*TASK DESCRIPTION*: Transcribe, verbatim, every line from the start of the entries through the line that contains "accumulating a path"; include both boundary lines and omit all others.

*RECORDS SHOWN*:
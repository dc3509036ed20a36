use rand::seq::SliceRandom;

use crate::error::{Error, Result};
use crate::models::dialogue::{
    DialoguePathStep, DialogueTree, END_NODE_KEY, ROOT_NODE_KEY,
};

/// Every step can award at most this many points; the traversal maximum is
/// `POINTS_PER_STEP * path length`.
pub const POINTS_PER_STEP: i32 = 5;

/// An option scoring at or above this is shown as a correct choice.
pub const CORRECT_SCORE_THRESHOLD: i32 = 5;

/// Guard against cyclic authored content: a traversal longer than this fails
/// instead of walking the tree forever.
const MAX_PATH_STEPS: usize = 64;

/// Walks a branching dialogue tree one choice at a time, accumulating a path
/// and a running score. Holds no rendering state and performs no I/O, so it
/// can be driven by a screen, a test, or a resumed session alike.
#[derive(Debug, Clone)]
pub struct DialogueEngine {
    tree: DialogueTree,
    current_key: String,
    path: Vec<DialoguePathStep>,
    total_score: i32,
    finished: bool,
}

/// What a caller needs to render one node: the prompt and the options in a
/// freshly shuffled presentation order. The shuffle is presentation-only;
/// choices are made by stable option key, never by position.
#[derive(Debug, Clone)]
pub struct NodeView {
    pub prompt: String,
    pub options: Vec<(String, String)>,
}

#[derive(Debug, Clone)]
pub struct ChoiceFeedback {
    pub justification: String,
    pub next_node_key: String,
    pub is_correct: bool,
}

#[derive(Debug, Clone)]
pub struct DialogueOutcome {
    pub path: Vec<DialoguePathStep>,
    pub score: i32,
    pub max_score: i32,
}

impl DialogueEngine {
    /// Positions at the root node `"1"`. Full link resolution is checked at
    /// content load; here only the root's existence is required.
    pub fn new(tree: DialogueTree) -> Result<Self> {
        if tree.node(ROOT_NODE_KEY).is_none() {
            return Err(Error::InvalidState(format!(
                "dialogue tree has no root node '{}'",
                ROOT_NODE_KEY
            )));
        }

        Ok(Self {
            tree,
            current_key: ROOT_NODE_KEY.to_string(),
            path: Vec::new(),
            total_score: 0,
            finished: false,
        })
    }

    pub fn current_key(&self) -> &str {
        &self.current_key
    }

    pub fn is_finished(&self) -> bool {
        self.finished
    }

    pub fn path(&self) -> &[DialoguePathStep] {
        &self.path
    }

    pub fn score(&self) -> i32 {
        self.total_score
    }

    /// Returns the node's prompt and shuffled options, or `None` when `key`
    /// is the terminal state. Unknown keys (a dangling `next_node_key` in the
    /// authored content) fail here, with no path step recorded for the
    /// failed entry.
    pub fn enter_node(&self, key: &str) -> Result<Option<NodeView>> {
        if key == END_NODE_KEY {
            return Ok(None);
        }

        let node = self.tree.node(key).ok_or_else(|| {
            Error::InvalidState(format!("dialogue node '{}' does not exist", key))
        })?;

        let mut options: Vec<(String, String)> = node
            .options
            .iter()
            .map(|(option_key, option)| (option_key.clone(), option.text.clone()))
            .collect();
        options.sort_by(|a, b| a.0.cmp(&b.0));
        options.shuffle(&mut rand::thread_rng());

        Ok(Some(NodeView {
            prompt: node.prompt.clone(),
            options,
        }))
    }

    /// Convenience for re-rendering after a resume.
    pub fn enter_current(&self) -> Result<Option<NodeView>> {
        self.enter_node(&self.current_key)
    }

    /// Applies one choice: appends the path step, adds the option's score to
    /// the running total and moves to the option's target node. Fails with
    /// `InvalidState` (and records nothing) when the dialogue is already
    /// finished, `node_key` is not the current node, or `option_key` does not
    /// exist under it.
    pub fn choose_option(&mut self, node_key: &str, option_key: &str) -> Result<ChoiceFeedback> {
        if self.finished {
            return Err(Error::InvalidState(
                "dialogue has already reached the terminal state".to_string(),
            ));
        }
        if node_key != self.current_key {
            return Err(Error::InvalidState(format!(
                "choice made on node '{}' but the dialogue is at node '{}'",
                node_key, self.current_key
            )));
        }
        if self.path.len() >= MAX_PATH_STEPS {
            return Err(Error::InvalidState(format!(
                "dialogue exceeded {} steps; the tree is likely cyclic",
                MAX_PATH_STEPS
            )));
        }

        let node = self.tree.node(node_key).ok_or_else(|| {
            Error::InvalidState(format!("dialogue node '{}' does not exist", node_key))
        })?;
        let option = node.options.get(option_key).ok_or_else(|| {
            Error::InvalidState(format!(
                "node '{}' has no option '{}'",
                node_key, option_key
            ))
        })?;

        self.path.push(DialoguePathStep {
            node_key: node_key.to_string(),
            chosen_option_key: option_key.to_string(),
            score_awarded: option.score,
            next_node_key: option.next_node_key.clone(),
        });
        self.total_score += option.score;

        if option.next_node_key == END_NODE_KEY {
            self.finished = true;
            tracing::info!(
                steps = self.path.len(),
                score = self.total_score,
                "dialogue completed"
            );
        }
        self.current_key = option.next_node_key.clone();

        Ok(ChoiceFeedback {
            justification: option.justification.clone(),
            next_node_key: option.next_node_key.clone(),
            is_correct: option.score >= CORRECT_SCORE_THRESHOLD,
        })
    }

    /// Final path and score. Only available once a choice has led to "end".
    pub fn outcome(&self) -> Result<DialogueOutcome> {
        if !self.finished {
            return Err(Error::InvalidState(
                "dialogue has not reached the terminal state yet".to_string(),
            ));
        }

        Ok(DialogueOutcome {
            path: self.path.clone(),
            score: self.total_score,
            max_score: POINTS_PER_STEP * self.path.len() as i32,
        })
    }
}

*OUTPUT OF THE TASK*:
repository dc3509036ed20a36
use rand::seq::SliceRandom;

use crate::error::{Error, Result};
use crate::models::dialogue::{
    DialoguePathStep, DialogueTree, END_NODE_KEY, ROOT_NODE_KEY,
};

/// Every step can award at most this many points; the traversal maximum is
/// `POINTS_PER_STEP * path length`.
pub const POINTS_PER_STEP: i32 = 5;

/// An option scoring at or above this is shown as a correct choice.
pub const CORRECT_SCORE_THRESHOLD: i32 = 5;

/// Guard against cyclic authored content: a traversal longer than this fails
/// instead of walking the tree forever.
const MAX_PATH_STEPS: usize = 64;

/// Walks a branching dialogue tree one choice at a time, accumulating a path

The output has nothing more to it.